Unbeknown to the teenagers, the BBC has also brought out their parents to spy on them. There is no point to the programme beyond voyeurism. The BBC doesn't examine the dangers of booze and casual sex, or celebrate the many attractions of booze and casual sex. Rather the sniggering commentator switches from enjoying the debauchery to condemning it. He giggles as the girls make fools as themselves and then tuts sympathetically as the straitlaced parents despair of their children. 

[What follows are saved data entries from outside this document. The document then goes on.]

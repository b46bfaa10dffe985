use cmdlet_lint::aggregate::{AggregatedReport, AggregationMode};
use cmdlet_lint::config::Options;
use cmdlet_lint::descriptor::CommandDescriptor;
use cmdlet_lint::evaluate::{evaluate, run_batch, CommandReport};
use cmdlet_lint::registry::{ApprovedVerbs, StandardNameRegistry};
use cmdlet_lint::resolve::JsonFileResolver;
use cmdlet_lint::rule::{RuleContext, SeverityFilter};

fn context<'a>(
    names: &'a StandardNameRegistry,
    verbs: &'a ApprovedVerbs,
    options: &'a Options,
) -> RuleContext<'a> {
    RuleContext {
        standard_names: Some(names),
        approved_verbs: Some(verbs),
        options,
        probe: None,
    }
}

#[test]
fn evaluation_is_deterministic() {
    let names = StandardNameRegistry::builtin();
    let verbs = ApprovedVerbs::builtin();
    let options = Options::default();
    let ctx = context(&names, &verbs, &options);
    let descriptor = CommandDescriptor::new("Get-Widget");

    let first = evaluate(&descriptor, &ctx);
    let second = evaluate(&descriptor, &ctx);

    assert_eq!(first.outcomes.len(), second.outcomes.len());
    for (a, b) in first.outcomes.iter().zip(&second.outcomes) {
        assert_eq!(a.id, b.id);
        assert_eq!(a.outcome, b.outcome);
    }
}

#[test]
fn severity_filters_are_nested() {
    let names = StandardNameRegistry::builtin();
    let verbs = ApprovedVerbs::builtin();
    let descriptor = CommandDescriptor::new("Get-Widget");

    let count_under = |filter: SeverityFilter| {
        let options = Options {
            severity_filter: filter,
            ..Options::default()
        };
        let ctx = context(&names, &verbs, &options);
        evaluate(&descriptor, &ctx).outcomes.len()
    };

    let required = count_under(SeverityFilter::Required);
    let optional = count_under(SeverityFilter::IncludeOptional);
    let wip = count_under(SeverityFilter::IncludeWorkInProgress);

    assert!(required < optional);
    assert!(optional < wip);
}

#[test]
fn wider_filter_preserves_narrower_outcomes() {
    let names = StandardNameRegistry::builtin();
    let verbs = ApprovedVerbs::builtin();
    let descriptor = CommandDescriptor::new("Get-Widget");

    let narrow_options = Options::default();
    let narrow_ctx = context(&names, &verbs, &narrow_options);
    let narrow = evaluate(&descriptor, &narrow_ctx);

    let wide_options = Options {
        severity_filter: SeverityFilter::IncludeWorkInProgress,
        ..Options::default()
    };
    let wide_ctx = context(&names, &verbs, &wide_options);
    let wide = evaluate(&descriptor, &wide_ctx);

    // Every rule the narrow run evaluated appears in the wide run with the
    // same outcome.
    for narrow_rule in &narrow.outcomes {
        let wide_rule = wide
            .outcomes
            .iter()
            .find(|r| r.id == narrow_rule.id)
            .unwrap_or_else(|| panic!("{} missing from wider run", narrow_rule.id));
        assert_eq!(narrow_rule.outcome, wide_rule.outcome);
    }
}

#[test]
fn counts_exclude_skips_from_both_totals() {
    let names = StandardNameRegistry::builtin();
    let verbs = ApprovedVerbs::builtin();
    let options = Options::default();
    let ctx = context(&names, &verbs, &options);

    // No parameters, no output types, no help URI: plenty of skips.
    let result = evaluate(&CommandDescriptor::new("Get-Widget"), &ctx);
    let (passed, failed, skipped) = result.counts();

    assert!(skipped > 0);
    assert_eq!(passed + failed + skipped, result.outcomes.len());
    assert_eq!(failed, result.failed_count());
}

#[test]
fn bare_descriptor_fails_the_boolean_verdict() {
    let names = StandardNameRegistry::builtin();
    let verbs = ApprovedVerbs::builtin();
    let options = Options::default();
    let ctx = context(&names, &verbs, &options);

    let result = evaluate(&CommandDescriptor::new("Get-Widget"), &ctx);
    let report = cmdlet_lint::aggregate::aggregate(&result, AggregationMode::Boolean);
    assert!(!report.passed());
}

#[test]
fn default_descriptor_summary_reports_failures() {
    let names = StandardNameRegistry::builtin();
    let verbs = ApprovedVerbs::builtin();
    let options = Options::default();
    let ctx = context(&names, &verbs, &options);

    let result = evaluate(&CommandDescriptor::new("Get-Widget"), &ctx);
    match cmdlet_lint::aggregate::aggregate(&result, AggregationMode::Summary) {
        AggregatedReport::Summary { failed, .. } => assert!(failed >= 1),
        other => panic!("expected summary report, got {other:?}"),
    }
}

#[test]
fn batch_preserves_input_order_and_isolates_resolution_failures() {
    let names = StandardNameRegistry::builtin();
    let verbs = ApprovedVerbs::builtin();
    let options = Options::default();
    let ctx = context(&names, &verbs, &options);

    let resolver = JsonFileResolver::from_descriptors(vec![
        CommandDescriptor::new("Get-Widget"),
        CommandDescriptor::new("Set-Widget"),
    ]);
    let batch = vec![
        "Get-Widget".to_string(),
        "Set-Widget".to_string(),
        "Get-Missing".to_string(),
    ];

    let reports = run_batch(&batch, &resolver, &ctx).unwrap();
    assert_eq!(reports.len(), 3);

    match &reports[0] {
        CommandReport::Evaluated(report) => assert_eq!(report.command(), "Get-Widget"),
        other => panic!("expected evaluated report, got {other:?}"),
    }
    match &reports[1] {
        CommandReport::Evaluated(report) => assert_eq!(report.command(), "Set-Widget"),
        other => panic!("expected evaluated report, got {other:?}"),
    }
    match &reports[2] {
        CommandReport::Unresolved { name, error } => {
            assert_eq!(name, "Get-Missing");
            assert!(error.contains("Get-Missing"));
            assert!(!reports[2].passed());
        }
        other => panic!("expected unresolved entry, got {other:?}"),
    }
}

#[test]
fn batch_resolves_names_case_insensitively() {
    let names = StandardNameRegistry::builtin();
    let verbs = ApprovedVerbs::builtin();
    let options = Options::default();
    let ctx = context(&names, &verbs, &options);

    let resolver = JsonFileResolver::from_descriptors(vec![CommandDescriptor::new("Get-Widget")]);
    let reports = run_batch(&["get-widget".to_string()], &resolver, &ctx).unwrap();
    assert!(matches!(reports[0], CommandReport::Evaluated(_)));
}

#[test]
fn batch_rejects_out_of_range_options_before_evaluating() {
    let names = StandardNameRegistry::builtin();
    let verbs = ApprovedVerbs::builtin();
    let options = Options {
        max_parameters: 513,
        ..Options::default()
    };
    let ctx = context(&names, &verbs, &options);

    let resolver = JsonFileResolver::from_descriptors(vec![CommandDescriptor::new("Get-Widget")]);
    let result = run_batch(&["Get-Widget".to_string()], &resolver, &ctx);
    assert!(result.is_err());
}

#[test]
fn empty_batch_yields_empty_report_list() {
    let names = StandardNameRegistry::builtin();
    let verbs = ApprovedVerbs::builtin();
    let options = Options::default();
    let ctx = context(&names, &verbs, &options);

    let resolver = JsonFileResolver::from_descriptors(vec![]);
    let reports = run_batch(&[], &resolver, &ctx).unwrap();
    assert!(reports.is_empty());
}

Needless to say, the programme is a fraud. No genuinely straitlaced parents would consent to putting their drunk children on television. Tellingly, the presenter does not ask them why they agreed to wash their dirty laundry in public, for proper questioning journalism would spoil the illusion, and reveal the series to be a freak show staged by calculating men and women who enrich themselves at the public's expense.  

Sun, Sex and Suspicious Parents is television's equivalent of the stories that celebrities' agents plant in the press. They do it because they want their clients' names in the papers. The children and adults on the "reality" show do it because they want their faces on television. In both instances, the public sees a manufactured spectacle pretending to be real.

It still feels strange to write "the BBC shows drunk teenagers puking" or the "BBC films them as they show their breasts to the cameras" because I cannot shake off the belief that the BBC is an organisation with a moral purpose, despite the evidence to the contrary. It had better rediscover it soon, or one day its bullish populist managers will be as exposed to their enemies as the humiliated editors of Fleet Street are today.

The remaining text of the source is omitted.